Required action →
From the entries underneath, give the number of lines holding the word "submitted", without any other words.
↓
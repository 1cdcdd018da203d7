//! Stress helpers for concurrent bulk writes.

use crate::harness::EmulatorClient;
use docbridge_protocol::Record;
use std::thread;
use std::time::{Duration, Instant};

/// Result of a stress test run.
#[derive(Debug, Clone)]
pub struct StressTestResult {
    /// Total records submitted.
    pub total_ops: usize,
    /// Records that succeeded.
    pub successful_ops: usize,
    /// Records that were rejected.
    pub failed_ops: usize,
    /// Total duration.
    pub duration: Duration,
    /// Records per second.
    pub ops_per_second: f64,
}

impl StressTestResult {
    /// Creates a new result.
    pub fn new(successful: usize, failed: usize, duration: Duration) -> Self {
        let total = successful + failed;
        let ops_per_second = if duration.as_secs_f64() > 0.0 {
            total as f64 / duration.as_secs_f64()
        } else {
            0.0
        };

        Self {
            total_ops: total,
            successful_ops: successful,
            failed_ops: failed,
            duration,
            ops_per_second,
        }
    }

    /// Prints a summary of the run.
    pub fn print_summary(&self, name: &str) {
        println!("\n=== {} ===", name);
        println!("Total records: {}", self.total_ops);
        println!("Successful: {}", self.successful_ops);
        println!("Failed: {}", self.failed_ops);
        println!("Duration: {:?}", self.duration);
        println!("Throughput: {:.2} records/sec", self.ops_per_second);
    }
}

/// Configuration for stress runs.
#[derive(Debug, Clone)]
pub struct StressConfig {
    /// Records written by each writer thread.
    pub records_per_writer: usize,
    /// Number of writer threads sharing one client.
    pub writers: usize,
    /// Concurrency ceiling of each bulk write.
    pub concurrency: usize,
    /// Size of a filler field in bytes.
    pub payload_size: usize,
}

impl Default for StressConfig {
    fn default() -> Self {
        Self {
            records_per_writer: 500,
            writers: 4,
            concurrency: 4,
            payload_size: 128,
        }
    }
}

fn stress_record(writer: usize, i: usize, payload_size: usize) -> Record {
    Record::new(format!("w{writer}-{i}"), format!("w{writer}"))
        .with_field("fileName", format!("s_{writer}_{i}.bin"))
        .with_field("blob", "x".repeat(payload_size))
}

/// Runs several bulk writers against one client at the same time.
pub fn concurrent_write_stress(client: &EmulatorClient, config: &StressConfig) -> StressTestResult {
    let start = Instant::now();
    let outcomes: Vec<(usize, usize)> = thread::scope(|scope| {
        let handles: Vec<_> = (0..config.writers)
            .map(|writer| {
                scope.spawn(move || {
                    let records: Vec<_> = (0..config.records_per_writer)
                        .map(|i| stress_record(writer, i, config.payload_size))
                        .collect();
                    match client.writer().and_then(|w| w.write(records, config.concurrency)) {
                        Ok(result) => (result.succeeded, result.submitted - result.succeeded),
                        Err(_) => (0, config.records_per_writer),
                    }
                })
            })
            .collect();
        handles
            .into_iter()
            .map(|h| h.join().unwrap_or((0, config.records_per_writer)))
            .collect()
    });

    let successful = outcomes.iter().map(|(ok, _)| ok).sum();
    let failed = outcomes.iter().map(|(_, failed)| failed).sum();
    StressTestResult::new(successful, failed, start.elapsed())
}
//! Streaming queries.
//!
//! A query is pulled page by page: the stream holds at most the page being
//! consumed plus, with prefetch enabled, one page requested ahead of time.
//! Records come out in the order the store returned them.

use crate::cancel::CancellationToken;
use crate::drain::DrainGate;
use crate::error::{ClientError, ClientResult};
use crate::session::Session;
use crate::transport::Transport;
use docbridge_protocol::{ContinuationToken, Predicate, Record, Request, Response};
use serde::de::DeserializeOwned;
use std::collections::VecDeque;
use std::iter::FusedIterator;
use std::sync::mpsc;
use tracing::debug;

type Page = (Vec<Record>, Option<ContinuationToken>);

/// Position of a query.
#[derive(Debug, Clone, PartialEq)]
pub struct QueryCursor {
    /// Filter being evaluated.
    pub predicate: Predicate,
    /// Position of the next page; `None` before the first page or at the end.
    pub continuation: Option<ContinuationToken>,
    /// True once the store reported no further pages.
    pub exhausted: bool,
}

struct PageSource<T: Transport> {
    session: Session<T>,
    database: String,
    container: String,
    page_size: u32,
}

impl<T: Transport> Clone for PageSource<T> {
    fn clone(&self) -> Self {
        Self {
            session: self.session.clone(),
            database: self.database.clone(),
            container: self.container.clone(),
            page_size: self.page_size,
        }
    }
}

impl<T: Transport> PageSource<T> {
    fn fetch(
        &self,
        predicate: &Predicate,
        continuation: Option<ContinuationToken>,
        cancel: &CancellationToken,
    ) -> ClientResult<Page> {
        let request = Request::Query {
            database: self.database.clone(),
            container: self.container.clone(),
            predicate: predicate.clone(),
            continuation,
            max_items: self.page_size,
        };
        match self.session.submit_with(&request, cancel)?.response {
            Response::Page {
                records,
                continuation,
            } => Ok((records, continuation)),
            other => Err(ClientError::UnexpectedResponse {
                expected: "page",
                actual: other.kind(),
            }),
        }
    }
}

/// Runs queries and point reads through a session.
pub struct QueryExecutor<T: Transport> {
    source: PageSource<T>,
    prefetch: bool,
    gate: DrainGate,
}

impl<T: Transport + 'static> QueryExecutor<T> {
    /// Creates an executor with 100-record pages and no prefetch.
    pub fn new(session: Session<T>, database: impl Into<String>, container: impl Into<String>) -> Self {
        Self {
            source: PageSource {
                session,
                database: database.into(),
                container: container.into(),
                page_size: 100,
            },
            prefetch: false,
            gate: DrainGate::new(),
        }
    }

    /// Sets the records requested per page.
    pub fn with_page_size(mut self, page_size: u32) -> Self {
        self.source.page_size = page_size.max(1);
        self
    }

    /// Requests the next page as soon as the current one arrives.
    pub fn with_prefetch(mut self, prefetch: bool) -> Self {
        self.prefetch = prefetch;
        self
    }

    /// Refuses new queries once `gate` closes.
    pub fn with_gate(mut self, gate: DrainGate) -> Self {
        self.gate = gate;
        self
    }

    /// Starts a query. Nothing is fetched until the stream is pulled.
    pub fn query(&self, predicate: Predicate) -> ClientResult<QueryStream<T>> {
        if !self.gate.is_open() {
            return Err(ClientError::ShuttingDown);
        }
        Ok(QueryStream {
            source: self.source.clone(),
            cursor: QueryCursor {
                predicate,
                continuation: None,
                exhausted: false,
            },
            buffer: VecDeque::new(),
            outstanding: None,
            prefetch: self.prefetch,
            cancel: CancellationToken::new(),
            pages: 0,
            done: false,
        })
    }

    /// Starts a query whose records are converted to `D`.
    pub fn query_as<D: DeserializeOwned>(
        &self,
        predicate: Predicate,
    ) -> ClientResult<impl Iterator<Item = ClientResult<D>>> {
        Ok(self
            .query(predicate)?
            .map(|record| record.and_then(|r| r.to_document().map_err(ClientError::from))))
    }

    /// Drains a query into memory.
    pub fn collect_all(&self, predicate: Predicate) -> ClientResult<Vec<Record>> {
        self.query(predicate)?.collect()
    }

    /// Counts the records matching `predicate`.
    pub fn count(&self, predicate: Predicate) -> ClientResult<usize> {
        let mut count = 0;
        for record in self.query(predicate)? {
            record?;
            count += 1;
        }
        Ok(count)
    }

    /// Reads one record by identity.
    pub fn read(&self, id: &str, partition_key: &str) -> ClientResult<Option<Record>> {
        if !self.gate.is_open() {
            return Err(ClientError::ShuttingDown);
        }
        let request = Request::Read {
            database: self.source.database.clone(),
            container: self.source.container.clone(),
            id: id.to_string(),
            partition_key: partition_key.to_string(),
        };
        match self.source.session.submit(&request)?.response {
            Response::Item(record) => Ok(record),
            other => Err(ClientError::UnexpectedResponse {
                expected: "item",
                actual: other.kind(),
            }),
        }
    }
}

/// A lazy, forward-only sequence of query results.
///
/// After the last record, or after an error, the stream yields `None`
/// forever. Dropping it cancels any page request still running.
pub struct QueryStream<T: Transport> {
    source: PageSource<T>,
    cursor: QueryCursor,
    buffer: VecDeque<Record>,
    outstanding: Option<mpsc::Receiver<ClientResult<Page>>>,
    prefetch: bool,
    cancel: CancellationToken,
    pages: usize,
    done: bool,
}

impl<T: Transport + 'static> QueryStream<T> {
    /// Current position.
    pub fn cursor(&self) -> &QueryCursor {
        &self.cursor
    }

    /// Pages received so far.
    pub fn pages_fetched(&self) -> usize {
        self.pages
    }

    /// Records received but not yet yielded.
    pub fn buffered(&self) -> usize {
        self.buffer.len()
    }

    /// Returns true while a page request runs in the background.
    pub fn has_outstanding_page(&self) -> bool {
        self.outstanding.is_some()
    }

    fn start_prefetch(&mut self) {
        let (tx, rx) = mpsc::channel();
        let source = self.source.clone();
        let predicate = self.cursor.predicate.clone();
        let continuation = self.cursor.continuation.clone();
        let cancel = self.cancel.clone();
        std::thread::spawn(move || {
            let _ = tx.send(source.fetch(&predicate, continuation, &cancel));
        });
        self.outstanding = Some(rx);
    }

    fn next_page(&mut self) -> ClientResult<Page> {
        match self.outstanding.take() {
            Some(rx) => rx.recv().unwrap_or_else(|_| {
                Err(ClientError::Document("prefetch worker stopped".into()))
            }),
            None => self.source.fetch(
                &self.cursor.predicate,
                self.cursor.continuation.clone(),
                &self.cancel,
            ),
        }
    }
}

impl<T: Transport + 'static> Iterator for QueryStream<T> {
    type Item = ClientResult<Record>;

    fn next(&mut self) -> Option<Self::Item> {
        if self.done {
            return None;
        }
        loop {
            if let Some(record) = self.buffer.pop_front() {
                return Some(Ok(record));
            }
            if self.cursor.exhausted {
                self.done = true;
                return None;
            }

            match self.next_page() {
                Ok((records, continuation)) => {
                    self.pages += 1;
                    debug!(
                        page = self.pages,
                        records = records.len(),
                        more = continuation.is_some(),
                        "received query page"
                    );
                    self.cursor.exhausted = continuation.is_none();
                    self.cursor.continuation = continuation;
                    self.buffer.extend(records);
                    if self.prefetch && !self.cursor.exhausted {
                        self.start_prefetch();
                    }
                }
                Err(e) => {
                    self.done = true;
                    self.buffer.clear();
                    return Some(Err(e));
                }
            }
        }
    }
}

impl<T: Transport + 'static> FusedIterator for QueryStream<T> {}

impl<T: Transport> Drop for QueryStream<T> {
    fn drop(&mut self) {
        self.cancel.cancel();
    }
}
↑
Answer to the exercise →
2